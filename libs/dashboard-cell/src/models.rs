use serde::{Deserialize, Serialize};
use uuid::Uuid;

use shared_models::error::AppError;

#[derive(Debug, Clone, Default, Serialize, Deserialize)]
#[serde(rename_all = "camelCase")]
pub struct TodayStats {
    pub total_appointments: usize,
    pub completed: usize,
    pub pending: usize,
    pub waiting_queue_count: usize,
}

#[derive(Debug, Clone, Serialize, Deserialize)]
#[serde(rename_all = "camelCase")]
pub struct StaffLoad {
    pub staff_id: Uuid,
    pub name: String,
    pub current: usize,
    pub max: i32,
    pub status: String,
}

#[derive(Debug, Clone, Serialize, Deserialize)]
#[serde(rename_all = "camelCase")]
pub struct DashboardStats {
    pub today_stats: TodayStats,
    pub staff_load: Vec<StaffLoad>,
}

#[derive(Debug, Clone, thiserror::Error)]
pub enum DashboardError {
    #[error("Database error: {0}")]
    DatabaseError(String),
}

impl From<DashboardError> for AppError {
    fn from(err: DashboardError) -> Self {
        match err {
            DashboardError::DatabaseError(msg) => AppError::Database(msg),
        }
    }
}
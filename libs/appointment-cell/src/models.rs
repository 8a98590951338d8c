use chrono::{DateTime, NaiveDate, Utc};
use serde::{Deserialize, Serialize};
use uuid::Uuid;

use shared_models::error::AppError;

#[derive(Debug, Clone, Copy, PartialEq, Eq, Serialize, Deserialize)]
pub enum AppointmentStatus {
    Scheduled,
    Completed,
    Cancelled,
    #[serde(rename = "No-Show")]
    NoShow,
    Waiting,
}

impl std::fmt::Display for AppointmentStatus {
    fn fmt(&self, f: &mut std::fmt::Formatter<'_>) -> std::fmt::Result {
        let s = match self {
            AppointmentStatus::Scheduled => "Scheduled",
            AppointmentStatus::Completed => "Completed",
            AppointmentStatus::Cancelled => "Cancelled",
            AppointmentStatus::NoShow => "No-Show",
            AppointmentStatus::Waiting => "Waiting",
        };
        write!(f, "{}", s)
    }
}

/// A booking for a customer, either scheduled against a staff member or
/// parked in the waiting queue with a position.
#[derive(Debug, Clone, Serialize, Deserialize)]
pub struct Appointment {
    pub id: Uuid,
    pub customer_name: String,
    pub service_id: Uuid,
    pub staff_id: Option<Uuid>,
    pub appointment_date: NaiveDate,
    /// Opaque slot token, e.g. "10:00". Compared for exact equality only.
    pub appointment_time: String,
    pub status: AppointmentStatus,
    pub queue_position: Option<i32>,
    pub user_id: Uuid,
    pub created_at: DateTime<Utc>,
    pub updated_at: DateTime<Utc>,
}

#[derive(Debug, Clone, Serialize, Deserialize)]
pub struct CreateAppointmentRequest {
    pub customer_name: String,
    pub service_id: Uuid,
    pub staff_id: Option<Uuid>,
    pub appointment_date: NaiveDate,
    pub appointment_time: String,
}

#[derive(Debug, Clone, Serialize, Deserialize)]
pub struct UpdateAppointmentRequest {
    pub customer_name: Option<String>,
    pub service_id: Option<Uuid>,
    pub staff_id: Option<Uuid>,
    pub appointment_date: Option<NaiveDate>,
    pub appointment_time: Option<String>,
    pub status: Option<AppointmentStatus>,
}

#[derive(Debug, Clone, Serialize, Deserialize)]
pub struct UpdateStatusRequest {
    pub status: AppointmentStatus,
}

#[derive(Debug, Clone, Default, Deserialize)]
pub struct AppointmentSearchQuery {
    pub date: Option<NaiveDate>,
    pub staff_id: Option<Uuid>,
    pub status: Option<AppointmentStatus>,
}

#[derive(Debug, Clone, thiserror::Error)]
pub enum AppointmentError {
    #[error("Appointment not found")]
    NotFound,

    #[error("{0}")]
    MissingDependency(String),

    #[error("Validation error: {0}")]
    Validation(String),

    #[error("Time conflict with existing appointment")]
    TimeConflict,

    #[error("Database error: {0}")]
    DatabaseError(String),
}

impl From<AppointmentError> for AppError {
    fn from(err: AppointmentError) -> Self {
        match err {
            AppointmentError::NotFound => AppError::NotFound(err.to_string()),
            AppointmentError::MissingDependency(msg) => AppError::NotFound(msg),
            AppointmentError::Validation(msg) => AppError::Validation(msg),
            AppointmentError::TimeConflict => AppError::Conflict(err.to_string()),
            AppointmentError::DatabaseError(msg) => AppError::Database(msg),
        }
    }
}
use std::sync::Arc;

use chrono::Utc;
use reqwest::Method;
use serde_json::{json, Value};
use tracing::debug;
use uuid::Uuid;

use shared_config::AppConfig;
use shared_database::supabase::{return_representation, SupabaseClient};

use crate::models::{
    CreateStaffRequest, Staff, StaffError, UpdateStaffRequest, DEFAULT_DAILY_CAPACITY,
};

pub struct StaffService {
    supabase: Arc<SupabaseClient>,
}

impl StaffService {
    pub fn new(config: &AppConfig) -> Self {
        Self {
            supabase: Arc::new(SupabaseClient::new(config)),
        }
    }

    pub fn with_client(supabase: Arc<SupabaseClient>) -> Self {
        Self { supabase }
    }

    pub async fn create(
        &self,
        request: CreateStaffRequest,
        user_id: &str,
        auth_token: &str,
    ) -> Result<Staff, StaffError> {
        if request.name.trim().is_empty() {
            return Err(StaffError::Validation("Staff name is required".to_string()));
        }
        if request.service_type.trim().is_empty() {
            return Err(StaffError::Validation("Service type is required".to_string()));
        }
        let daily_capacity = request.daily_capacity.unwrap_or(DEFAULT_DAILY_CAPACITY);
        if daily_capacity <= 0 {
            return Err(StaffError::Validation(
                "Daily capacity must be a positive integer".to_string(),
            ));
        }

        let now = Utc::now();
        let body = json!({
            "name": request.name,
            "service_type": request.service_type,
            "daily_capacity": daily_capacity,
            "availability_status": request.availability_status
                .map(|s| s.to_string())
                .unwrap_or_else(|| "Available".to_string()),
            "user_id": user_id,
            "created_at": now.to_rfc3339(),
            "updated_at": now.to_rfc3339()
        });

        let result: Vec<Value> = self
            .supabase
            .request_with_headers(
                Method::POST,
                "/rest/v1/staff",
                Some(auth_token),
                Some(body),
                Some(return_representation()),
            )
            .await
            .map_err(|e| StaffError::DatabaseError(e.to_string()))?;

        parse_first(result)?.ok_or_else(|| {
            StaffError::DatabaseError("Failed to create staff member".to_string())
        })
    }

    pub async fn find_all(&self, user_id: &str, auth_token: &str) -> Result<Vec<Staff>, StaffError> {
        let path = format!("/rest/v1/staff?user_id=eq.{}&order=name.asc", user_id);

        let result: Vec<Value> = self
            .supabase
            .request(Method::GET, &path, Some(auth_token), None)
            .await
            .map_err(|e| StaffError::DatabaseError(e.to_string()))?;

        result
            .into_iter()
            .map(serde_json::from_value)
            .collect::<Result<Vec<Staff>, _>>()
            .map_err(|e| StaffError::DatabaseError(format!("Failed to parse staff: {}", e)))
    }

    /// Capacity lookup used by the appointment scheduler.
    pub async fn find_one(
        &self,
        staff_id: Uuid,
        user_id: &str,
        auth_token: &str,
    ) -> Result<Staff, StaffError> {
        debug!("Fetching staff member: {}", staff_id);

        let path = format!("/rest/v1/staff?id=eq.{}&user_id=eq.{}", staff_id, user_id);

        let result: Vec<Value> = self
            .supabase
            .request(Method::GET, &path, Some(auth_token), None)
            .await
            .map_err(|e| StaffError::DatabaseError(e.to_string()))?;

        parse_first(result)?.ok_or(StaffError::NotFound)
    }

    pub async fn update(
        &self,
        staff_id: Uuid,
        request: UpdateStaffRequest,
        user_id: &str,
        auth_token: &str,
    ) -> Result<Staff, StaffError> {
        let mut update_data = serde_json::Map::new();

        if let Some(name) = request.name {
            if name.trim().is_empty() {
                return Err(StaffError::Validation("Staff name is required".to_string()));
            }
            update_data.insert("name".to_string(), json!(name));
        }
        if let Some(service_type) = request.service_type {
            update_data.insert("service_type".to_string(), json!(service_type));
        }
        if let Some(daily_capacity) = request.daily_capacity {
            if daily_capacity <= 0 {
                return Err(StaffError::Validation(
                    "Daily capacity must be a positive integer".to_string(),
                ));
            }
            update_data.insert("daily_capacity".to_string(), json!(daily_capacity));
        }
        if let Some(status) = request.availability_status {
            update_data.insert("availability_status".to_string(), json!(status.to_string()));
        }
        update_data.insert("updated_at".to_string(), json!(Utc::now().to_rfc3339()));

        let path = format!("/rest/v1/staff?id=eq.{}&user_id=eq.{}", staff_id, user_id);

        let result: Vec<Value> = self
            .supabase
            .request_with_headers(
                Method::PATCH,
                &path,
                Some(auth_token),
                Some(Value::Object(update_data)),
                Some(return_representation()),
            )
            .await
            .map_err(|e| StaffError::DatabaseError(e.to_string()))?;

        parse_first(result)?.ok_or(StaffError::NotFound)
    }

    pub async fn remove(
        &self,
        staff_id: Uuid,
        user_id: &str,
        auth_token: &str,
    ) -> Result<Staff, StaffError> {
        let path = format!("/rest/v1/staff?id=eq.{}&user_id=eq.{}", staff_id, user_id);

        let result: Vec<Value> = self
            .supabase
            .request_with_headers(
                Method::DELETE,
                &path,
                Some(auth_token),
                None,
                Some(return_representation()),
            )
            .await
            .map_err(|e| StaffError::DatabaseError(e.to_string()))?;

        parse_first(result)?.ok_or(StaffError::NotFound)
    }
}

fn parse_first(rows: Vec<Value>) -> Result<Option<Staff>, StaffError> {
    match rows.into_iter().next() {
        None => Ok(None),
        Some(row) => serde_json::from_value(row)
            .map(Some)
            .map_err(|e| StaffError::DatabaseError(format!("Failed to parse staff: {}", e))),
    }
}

*-*-*

### Work item
Give nothing but the count of lines in the listing above that hold the string "usize".

### Result of the task
5